Republican South Carolina Sen. Tim Scott laid out Tuesday what will be in the Republicans’ police reform legislation being drafted in response to the nationwide protests over the death of George Floyd.
Senate Majority Leader Mitch McConnell appointed Scott to lead the party’s effort to pass a police overhaul bill before July 4. The South Carolina senator has ruled out including a revision to qualified immunity — a key measure supported by Democrats. (RELATED:Republicans Silent After Trump Suggests 75-Year-Old Protester Injured By Police Was A ‘Set Up’)
Scott told reporters after meeting with McConnell that the bill would include a “notification act so that we can understand and appreciate the 30,000 plus no knocks that happen around the country to see where they’re happening so we have more information.” It will also include anti-lynching legislation that was stalled by Republican Kentucky Sen. Rand Paul last week in the Senate.
“Also part of it has to do with the use of force that leads to death or serious bodily injury, collecting more data,” Scott said. “Right now about 40 percent of the police departments are reporting to the DOJ through the FBI. We’d like to see all the agencies report so we’re going to provide either resources for it or perhaps reduce grants if they don’t.”
“There’s a lot of talk around the use of body cameras and the importance of doing so,” he said. “I think right now we fund under 20 million. I’d like to see that number grow significantly and some penalty if you’re not using the body cameras, there’s de-escalation training, perhaps bias training, the establishment of a National Police Commission study so that we can figure out best practices that can be used across all departments that we would at least direct funding and resources towards in that direction.”
The group of Republican senators working on the bill includes Scott’s fellow South Carolina Sen. Lindsay Graham, Nebraska Sen. Ben Sasse, Oklahoma Sen. James Lankford, Texas Sen. John Cornyn and West Virginia Sen. Shelley Moore Capito. (RELATED: Factory Burned In Floyd Riots Will Leave Minneapolis, Owner Says)

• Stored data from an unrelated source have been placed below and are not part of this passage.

// orchestrator-service-rs/src/main.rs
// Main Entry Point for the dispatch CLI
// Wires config, history, oracles, executor and the remote channel together

use std::path::{Path, PathBuf};
use std::sync::Arc;

use action_ledger::{HistoryLedger, HistorySink};
use anyhow::{bail, Context};
use clap::Parser;
use config_rs::DispatchConfig;
use executor::{ShellSpec, SupervisedExecutor};
use llm_service::{LlmClient, LlmCodeGenerator, TextOracle};
use orchestrator::cli::{self, CliCommand, LineReader, TerminalConfirmer};
use orchestrator::status::labels;
use orchestrator::{
    Dispatcher, ListenerSummary, NullStatusSink, RealtimeDbRemote, RemoteListener,
    RequestCorrelator, Session, StatusSink,
};
use reflection::ResultAnalyzer;
use serde_json::{json, Map, Value};
use tokio::sync::watch;
use tokio::task::JoinHandle;
use tracing::{error, info, warn};

#[derive(Debug, Parser)]
#[command(name = "dispatch-cli", version, about = "Natural-language command dispatch")]
struct Args {
    /// TOML configuration file.
    #[arg(long, env = "DISPATCH_CONFIG_PATH")]
    config: Option<PathBuf>,

    /// Never connect to the remote store, even if it is configured.
    #[arg(long)]
    local_only: bool,

    /// Run one request and exit.
    #[arg(long, conflicts_with = "listen_only")]
    request: Option<String>,

    /// Serve remote commands only, without the interactive prompt.
    #[arg(long, conflicts_with = "local_only")]
    listen_only: bool,

    /// Directory `export` writes session files to.
    #[arg(long, default_value = ".")]
    export_dir: PathBuf,
}

fn extra(pairs: &[(&str, Value)]) -> Map<String, Value> {
    pairs
        .iter()
        .map(|(k, v)| (k.to_string(), v.clone()))
        .collect()
}

struct App {
    dispatcher: Arc<Dispatcher>,
    remote: Option<Arc<RealtimeDbRemote>>,
    listener: Option<JoinHandle<ListenerSummary>>,
    shutdown: watch::Sender<bool>,
    model: String,
    export_dir: PathBuf,
}

impl App {
    fn session(&self) -> &Session {
        self.dispatcher.session()
    }

    fn listener_active(&self) -> bool {
        self.listener
            .as_ref()
            .map_or(false, |handle| !handle.is_finished())
    }

    async fn publish(&self, status: &str, extra: Map<String, Value>) {
        self.dispatcher.publish(status, extra).await;
    }

    async fn run_request(&self, input: &LineReader, request: &str) {
        println!("\nProcessing: {}", request);
        let confirmer = TerminalConfirmer::new(input);
        match self.dispatcher.dispatch_local(request, &confirmer).await {
            Ok(record) => println!("{}", cli::render_outcome(&record, self.session().device_id())),
            Err(err) => {
                error!(error = %err, "local request failed");
                println!("Error: {}", err);
                self.publish(labels::ERROR, extra(&[("error_message", json!(err.to_string()))]))
                    .await;
            }
        }
    }

    async fn show_remote(&self) {
        let session = self.session();
        println!("\nDevice ID: {}", session.device_id());
        println!("Remote Configured: {}", if self.remote.is_some() { "Yes" } else { "No" });
        println!(
            "Command Listener: {}",
            if self.listener_active() { "Active" } else { "Inactive" }
        );
        if let Some(remote) = &self.remote {
            match remote.ping().await {
                Ok(()) => println!("Remote Test: SUCCESS"),
                Err(err) => println!("Remote Test: FAILED - {}", err),
            }
        }
    }

    /// Returns false when the operator asked to quit.
    async fn handle(&self, input: &LineReader, line: &str) -> bool {
        let session = self.session();
        match CliCommand::parse(line) {
            CliCommand::Empty => {}
            CliCommand::Quit => {
                println!("Goodbye.");
                self.publish(labels::OFFLINE, extra(&[("message", json!("Device going offline"))]))
                    .await;
                return false;
            }
            CliCommand::Help => println!("{}", cli::render_help(session.device_id())),
            CliCommand::History => println!("{}", cli::render_history(&session.recent_commands(10))),
            CliCommand::Safety(None) => println!(
                "Safety mode: {}",
                if session.safety_mode() { "ENABLED" } else { "DISABLED" }
            ),
            CliCommand::Safety(Some(enabled)) => {
                session.set_safety_mode(enabled);
                println!("Safety mode: {}", if enabled { "ENABLED" } else { "DISABLED" });
                self.publish(labels::CONFIG_CHANGED, extra(&[("safety_mode", json!(enabled))]))
                    .await;
            }
            CliCommand::Timeout(None) => {
                println!("Current timeout: {}s", session.timeout_seconds())
            }
            CliCommand::Timeout(Some(secs)) => {
                if session.set_timeout_seconds(secs) {
                    println!("Timeout set to: {}s", secs);
                    self.publish(labels::CONFIG_CHANGED, extra(&[("timeout_seconds", json!(secs))]))
                        .await;
                }
            }
            CliCommand::InvalidTimeout(value) => {
                println!("Invalid timeout value {:?}. Please use a positive number.", value)
            }
            CliCommand::Stats => println!(
                "{}",
                cli::render_stats(
                    &session.stats(),
                    &self.model,
                    self.remote.is_some(),
                    self.listener_active()
                )
            ),
            CliCommand::Export => match session.export_to(
                &self.export_dir,
                &self.model,
                self.remote.is_some(),
                self.listener_active(),
            ) {
                Ok(path) => println!("Session data exported to: {}", path.display()),
                Err(err) => println!("Export failed: {}", err),
            },
            CliCommand::Clear => {
                print!("\x1B[2J\x1B[1;1H");
                println!("Ready. Device ID: {}", session.device_id());
            }
            CliCommand::Remote => self.show_remote().await,
            CliCommand::Request(request) => self.run_request(input, &request).await,
        }
        true
    }

    async fn repl(&self) {
        let input = LineReader::stdin();
        let session = self.session();
        println!("Command dispatch ready");
        println!("Device ID: {}", session.device_id());
        println!("Model: {}", self.model);
        println!("Safety: {}", if session.safety_mode() { "ON" } else { "OFF" });
        println!("Timeout: {}s", session.timeout_seconds());
        println!(
            "Remote: {}",
            if self.remote.is_some() { "Connected" } else { "Disconnected" }
        );
        println!("Type 'help' for commands or 'quit' to exit.");

        let prompt = format!("\nDISPATCH[{}] > ", session.device_id());
        loop {
            let line = tokio::select! {
                line = input.prompt(&prompt) => line,
                _ = tokio::signal::ctrl_c() => {
                    println!("\nTerminated by user");
                    self.publish(labels::OFFLINE, extra(&[("message", json!("Device terminated by user"))]))
                        .await;
                    break;
                }
            };

            match line {
                Ok(Some(line)) => {
                    if !self.handle(&input, &line).await {
                        break;
                    }
                }
                Ok(None) => {
                    self.publish(labels::OFFLINE, extra(&[("message", json!("Device going offline"))]))
                        .await;
                    break;
                }
                Err(err) => {
                    error!(error = %err, "critical error in interactive mode");
                    println!("Critical error: {}", err);
                    self.publish(labels::ERROR, extra(&[("error_message", json!(err.to_string()))]))
                        .await;
                    break;
                }
            }
        }
    }

    async fn stop(self) {
        let _ = self.shutdown.send(true);
        if let Some(handle) = self.listener {
            match handle.await {
                Ok(summary) => info!(
                    completed = summary.completed,
                    rejected = summary.rejected,
                    "remote listener drained"
                ),
                Err(err) => warn!(error = %err, "remote listener task failed"),
            }
        }
    }
}

fn open_history(path: &Path) -> anyhow::Result<Arc<dyn HistorySink>> {
    let ledger = HistoryLedger::open(path)
        .with_context(|| format!("opening history ledger {}", path.display()))?;
    Ok(Arc::new(ledger))
}

#[tokio::main]
async fn main() -> anyhow::Result<()> {
    let args = Args::parse();

    let config = DispatchConfig::load_with_path(args.config.as_deref())
        .context("loading configuration")?;
    let _log_guard = orchestrator::logging::init_logging(&config.logging)?;

    let shell = ShellSpec::from_name(&config.executor.shell)
        .with_context(|| format!("unknown executor.shell {:?}", config.executor.shell))?;
    let runner = SupervisedExecutor::new(shell.clone()).with_poll_interval(
        std::time::Duration::from_millis(config.executor.poll_interval_ms),
    );

    let client = LlmClient::from_settings(&config.llm)
        .context("LLM client could not be configured (is LLM_API_KEY set?)")?;
    let model = client.model().to_string();
    let oracle: Arc<dyn TextOracle> = Arc::new(client);
    let generator = Arc::new(LlmCodeGenerator::new(oracle.clone(), shell.name()));
    let analyzer = ResultAnalyzer::new(oracle);

    let session = Arc::new(Session::new(
        config.device.id.clone(),
        config.session.safety_mode,
        config.session.timeout_seconds,
    ));

    let remote = if config.remote.enabled && !args.local_only {
        Some(Arc::new(RealtimeDbRemote::from_settings(
            &config.remote,
            session.device_id(),
        )?))
    } else {
        None
    };
    if args.listen_only && remote.is_none() {
        bail!("--listen-only needs remote.enabled and remote.database_url");
    }

    let status: Arc<dyn StatusSink> = match &remote {
        Some(remote) => remote.clone() as Arc<dyn StatusSink>,
        None => Arc::new(NullStatusSink),
    };
    let correlator = Arc::new(RequestCorrelator::new(open_history(
        &config.history.ledger_path,
    )?));
    let dispatcher = Arc::new(Dispatcher::new(
        generator,
        Arc::new(runner),
        analyzer,
        correlator,
        status,
        session.clone(),
    ));

    let (shutdown, shutdown_rx) = watch::channel(false);
    let listener = remote.as_ref().map(|remote| {
        warn!("remote DANGEROUS commands run without confirmation, even with safety mode on");
        RemoteListener::new(
            dispatcher.clone(),
            remote.clone(),
            remote.clone(),
            config.remote.max_concurrent,
        )
        .spawn(shutdown_rx.clone())
    });

    info!(
        device_id = %session.device_id(),
        model = %model,
        shell = shell.name(),
        remote = remote.is_some(),
        "dispatch engine started"
    );

    let app = App {
        dispatcher,
        remote,
        listener,
        shutdown,
        model,
        export_dir: args.export_dir,
    };
    app.publish(labels::READY, extra(&[("message", json!("Device ready for commands"))]))
        .await;

    if let Some(request) = args.request {
        let input = LineReader::stdin();
        app.run_request(&input, &request).await;
        app.publish(labels::OFFLINE, extra(&[("message", json!("Device going offline"))]))
            .await;
    } else if args.listen_only {
        println!("Listening for remote commands on device {}", session.device_id());
        tokio::signal::ctrl_c()
            .await
            .context("waiting for interrupt")?;
        app.publish(labels::OFFLINE, extra(&[("message", json!("Device terminated by user"))]))
            .await;
    } else {
        app.repl().await;
    }

    app.stop().await;
    Ok(())
}
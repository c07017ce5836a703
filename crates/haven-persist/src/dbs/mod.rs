pub mod file;
pub mod memory;
#[cfg(feature = "mongodb")]
pub mod mongo;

“We are on a separate track from White House,” Scott told reporters. “I have been talking with folks in the White House about the track they’re on as well, certainly there is a way for us all to work together, but we’ve been in discussion with them for several days.”
Reportedly, White House Chief of Staff Mark Meadows and senior adviser to the president Jared Kushner met with Scott to discuss the legislation.